FluxBackbone model

[source]

FluxBackbone class

keras_hub.models.FluxBackbone(
    input_channels,
    hidden_size,
    mlp_ratio,
    num_heads,
    depth,
    depth_single_blocks,
    axes_dim,
    theta,
    use_bias,
    guidance_embed=False,
    image_shape=(None, 768, 3072),
    text_shape=(None, 768, 3072),
    image_ids_shape=(None, 768, 3072),
    text_ids_shape=(None, 768, 3072),
    y_shape=(None, 128),
    **kwargs
)

Transformer model for flow matching on sequences.

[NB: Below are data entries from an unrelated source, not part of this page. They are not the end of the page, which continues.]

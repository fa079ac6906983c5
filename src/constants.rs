//! # Configuration Constants
//!
//! Defaults and limits used throughout rusthydra.
//!
//! ## Example
//!
//! ```rust
//! use rusthydra::constants::*;
//! use std::time::Duration;
//!
//! let timeout = Duration::from_secs(DEFAULT_ATTACK_TIMEOUT_SECS);
//! assert!(DEFAULT_TASKS <= limits::MAX_TASKS);
//! ```

/// Name of the external binary, resolved through `PATH`
pub const HYDRA_BINARY: &str = "hydra";

/// Default number of parallel hydra tasks (`-t`)
pub const DEFAULT_TASKS: u32 = 16;

/// Default wall-clock bound for a single attack in seconds
pub const DEFAULT_ATTACK_TIMEOUT_SECS: u64 = 300;

/// Default directory receiving saved attack results
pub const DEFAULT_RESULTS_DIR: &str = "hydra_results";

/// Prefix of every saved result file
pub const RESULT_FILE_PREFIX: &str = "attack_";

/// Timeout for the `hydra -h` version probe in seconds
pub const VERSION_PROBE_TIMEOUT_SECS: u64 = 5;

/// Upper bound on captured hydra stderr, in bytes
pub const MAX_STDERR_CAPTURE: usize = 64 * 1024;

/// Longest output line kept from hydra; the rest of the line is discarded
pub const MAX_LINE_LENGTH: usize = 8 * 1024;

/// Error text reported when the binary cannot be launched
pub const NOT_INSTALLED_MESSAGE: &str = "Hydra is not installed or not found in PATH";

/// Input limits
pub mod limits {
    /// Hydra refuses more than 64 tasks per target
    pub const MAX_TASKS: u32 = 64;
    /// Minimum task count
    pub const MIN_TASKS: u32 = 1;
    /// Maximum hostname length
    pub const MAX_HOSTNAME_LENGTH: usize = 255;
    /// Maximum length of a single hostname label
    pub const MAX_LABEL_LENGTH: usize = 63;
    /// Upper bound for an attack timeout (one day)
    pub const MAX_TIMEOUT_SECS: u64 = 86_400;
    /// Upper bound for a protocol identifier
    pub const MAX_PROTOCOL_LENGTH: usize = 32;
}
//! # Input Validation Module
//!
//! Target and parameter checks run before hydra is ever launched.
//!
//! The three target predicates (`validate_ip`, `validate_hostname`,
//! `validate_target`) are plain boolean/option functions so callers can
//! turn a bad target into a failed attack result instead of an error. The
//! remaining checks return [`Result`] for the CLI and config layers.
//!
//! ## Example
//!
//! ```rust
//! use rusthydra::validation::*;
//!
//! assert!(validate_ip("192.168.1.1"));
//! assert!(validate_hostname("sub.example.com"));
//! assert_eq!(
//!     validate_target(None, Some("example.com")),
//!     Some("example.com".to_string())
//! );
//! assert_eq!(validate_target(Some("10.0.0.1"), Some("example.com")), None);
//! ```

use crate::constants::limits;
use crate::error::{HydraError, Result};
use std::net::IpAddr;

/// Returns true if `ip` is a well-formed IPv4 or IPv6 address
pub fn validate_ip(ip: &str) -> bool {
    ip.parse::<IpAddr>().is_ok()
}

/// Returns true if `hostname` is a well-formed DNS name
///
/// Labels are 1-63 ASCII alphanumerics or hyphens and may not start or end
/// with a hyphen. The whole name is at most 255 characters.
pub fn validate_hostname(hostname: &str) -> bool {
    if hostname.is_empty() || hostname.len() > limits::MAX_HOSTNAME_LENGTH {
        return false;
    }

    hostname.split('.').all(is_valid_label)
}

fn is_valid_label(label: &str) -> bool {
    if label.is_empty() || label.len() > limits::MAX_LABEL_LENGTH {
        return false;
    }

    if label.starts_with('-') || label.ends_with('-') {
        return false;
    }

    label.chars().all(|c| c.is_ascii_alphanumeric() || c == '-')
}

/// Picks the attack target out of an IP / hostname pair
///
/// Exactly one of the two must be given and valid. The accepted value is
/// returned unchanged.
pub fn validate_target(ip: Option<&str>, hostname: Option<&str>) -> Option<String> {
    match (ip, hostname) {
        (Some(ip), None) if validate_ip(ip) => Some(ip.to_string()),
        (None, Some(hostname)) if validate_hostname(hostname) => Some(hostname.to_string()),
        _ => None,
    }
}

/// Validates the hydra task count (`-t`)
pub fn validate_task_count(tasks: u32) -> Result<u32> {
    if !(limits::MIN_TASKS..=limits::MAX_TASKS).contains(&tasks) {
        return Err(HydraError::validation(format!(
            "Task count must be between {} and {}",
            limits::MIN_TASKS,
            limits::MAX_TASKS
        )));
    }

    Ok(tasks)
}

/// Validates a service port override
pub fn validate_port(port: u16) -> Result<u16> {
    if port == 0 {
        return Err(HydraError::validation("Port cannot be 0"));
    }

    Ok(port)
}

/// Validates an attack timeout expressed in seconds
pub fn validate_timeout_secs(secs: u64) -> Result<u64> {
    if secs == 0 {
        return Err(HydraError::validation("Timeout must be greater than 0"));
    }

    if secs > limits::MAX_TIMEOUT_SECS {
        return Err(HydraError::validation(format!(
            "Timeout cannot exceed {} seconds",
            limits::MAX_TIMEOUT_SECS
        )));
    }

    Ok(secs)
}

/// Validates a hydra service identifier such as `ssh` or `http-post-form`
pub fn validate_protocol(protocol: &str) -> Result<String> {
    if protocol.is_empty() {
        return Err(HydraError::validation("Protocol cannot be empty"));
    }

    if protocol.len() > limits::MAX_PROTOCOL_LENGTH {
        return Err(HydraError::validation("Protocol identifier too long"));
    }

    if !protocol
        .chars()
        .all(|c| c.is_ascii_lowercase() || c.is_ascii_digit() || c == '-')
    {
        return Err(HydraError::validation(format!(
            "Invalid protocol identifier: {}",
            protocol
        )));
    }

    Ok(protocol.to_string())
}

#[cfg(test)]
mod tests {
    use super::*;

    #[test]
    fn test_validate_ip() {
        assert!(validate_ip("192.168.1.1"));
        assert!(validate_ip("2001:0db8:85a3:0000:0000:8a2e:0370:7334"));
        assert!(validate_ip("::1"));
        assert!(!validate_ip("256.256.256.256"));
        assert!(!validate_ip("invalid_ip"));
        assert!(!validate_ip("127.0.0."));
        assert!(!validate_ip(""));
    }

    #[test]
    fn test_validate_hostname() {
        assert!(validate_hostname("example.com"));
        assert!(validate_hostname("sub.example.com"));
        assert!(validate_hostname("localhost"));
        assert!(validate_hostname("my-host01.lan"));
        assert!(!validate_hostname("invalid..com"));
        assert!(!validate_hostname(&"a".repeat(256)));
        assert!(!validate_hostname("-invalid.com"));
        assert!(!validate_hostname("invalid-.com"));
        assert!(!validate_hostname("example.com."));
        assert!(!validate_hostname("under_score.com"));
        assert!(!validate_hostname(&format!("{}.com", "a".repeat(64))));
        assert!(!validate_hostname(""));
    }

    #[test]
    fn test_validate_target() {
        assert_eq!(
            validate_target(Some("192.168.1.1"), None),
            Some("192.168.1.1".to_string())
        );
        assert_eq!(
            validate_target(None, Some("example.com")),
            Some("example.com".to_string())
        );
        assert_eq!(validate_target(Some("invalid"), None), None);
        assert_eq!(validate_target(None, Some("invalid..com")), None);
        assert_eq!(validate_target(None, None), None);
        assert_eq!(validate_target(Some("10.0.0.1"), Some("example.com")), None);
    }

    #[test]
    fn test_validate_task_count() {
        assert!(validate_task_count(1).is_ok());
        assert!(validate_task_count(16).is_ok());
        assert!(validate_task_count(64).is_ok());
        assert!(validate_task_count(0).is_err());
        assert!(validate_task_count(65).is_err());
    }

    #[test]
    fn test_validate_port_and_timeout() {
        assert!(validate_port(22).is_ok());
        assert!(validate_port(0).is_err());

        assert!(validate_timeout_secs(30).is_ok());
        assert!(validate_timeout_secs(0).is_err());
        assert!(validate_timeout_secs(86_401).is_err());
    }

    #[test]
    fn test_validate_protocol() {
        assert!(validate_protocol("ssh").is_ok());
        assert!(validate_protocol("http-post-form").is_ok());
        assert!(validate_protocol("pop3").is_ok());
        assert!(validate_protocol("").is_err());
        assert!(validate_protocol("ssh;rm").is_err());
        assert!(validate_protocol("SSH").is_err());
    }
}
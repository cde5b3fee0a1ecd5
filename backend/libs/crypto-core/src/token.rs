/// Opaque token generation
use rand::{rngs::OsRng, RngCore};

/// Generate `len` bytes from the OS CSPRNG, hex-encoded (`2 * len` characters)
pub fn generate_opaque_token(len: usize) -> String {
    let mut bytes = vec![0u8; len];
    OsRng.fill_bytes(&mut bytes);
    hex::encode(bytes)
}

The model processes image and text data with associated positional and timestep embeddings, and optionally applies guidance embedding. Double-stream blocks handle separate image and text streams, while single-stream blocks combine these streams. Ported from: https://github.com/black-forest-labs/flux

Arguments

  • input_channels: int. The number of input channels.
  • hidden_size: int. The hidden size of the transformer, must be divisible by num_heads.
  • mlp_ratio: float. The ratio of the MLP dimension to the hidden size.
  • num_heads: int. The number of attention heads.
  • depth: int. The number of double-stream blocks.
  • depth_single_blocks: int. The number of single-stream blocks.
  • axes_dim: list[int]. A list of dimensions for the positional embedding axes.
  • theta: int. The base frequency for positional embeddings.
  • use_bias: bool. Whether to apply bias to the query, key, and value projections.
  • guidance_embed: bool. If True, applies guidance embedding in the model.

Call arguments

  • image: KerasTensor. Image input tensor of shape (N, L, D) where N is the batch size, L is the sequence length, and D is the feature dimension.
  • image_ids: KerasTensor. Image ID input tensor of shape (N, L, D) corresponding to the image sequences.
  • text: KerasTensor. Text input tensor of shape (N, L, D).
  • text_ids: KerasTensor. Text ID input tensor of shape (N, L, D) corresponding to the text sequences.
  • timesteps: KerasTensor. Timestep tensor used to compute positional embeddings.
  • y: KerasTensor. Additional vector input, such as target values.
  • guidance: KerasTensor, optional. Guidance input tensor used in guidance-embedded models.

Raises

  • ValueError: If hidden_size is not divisible by num_heads, or if sum(axes_dim) is not equal to the positional embedding dimension.

[source]

from_preset method

FluxBackbone.from_preset(preset, load_weights=True, **kwargs)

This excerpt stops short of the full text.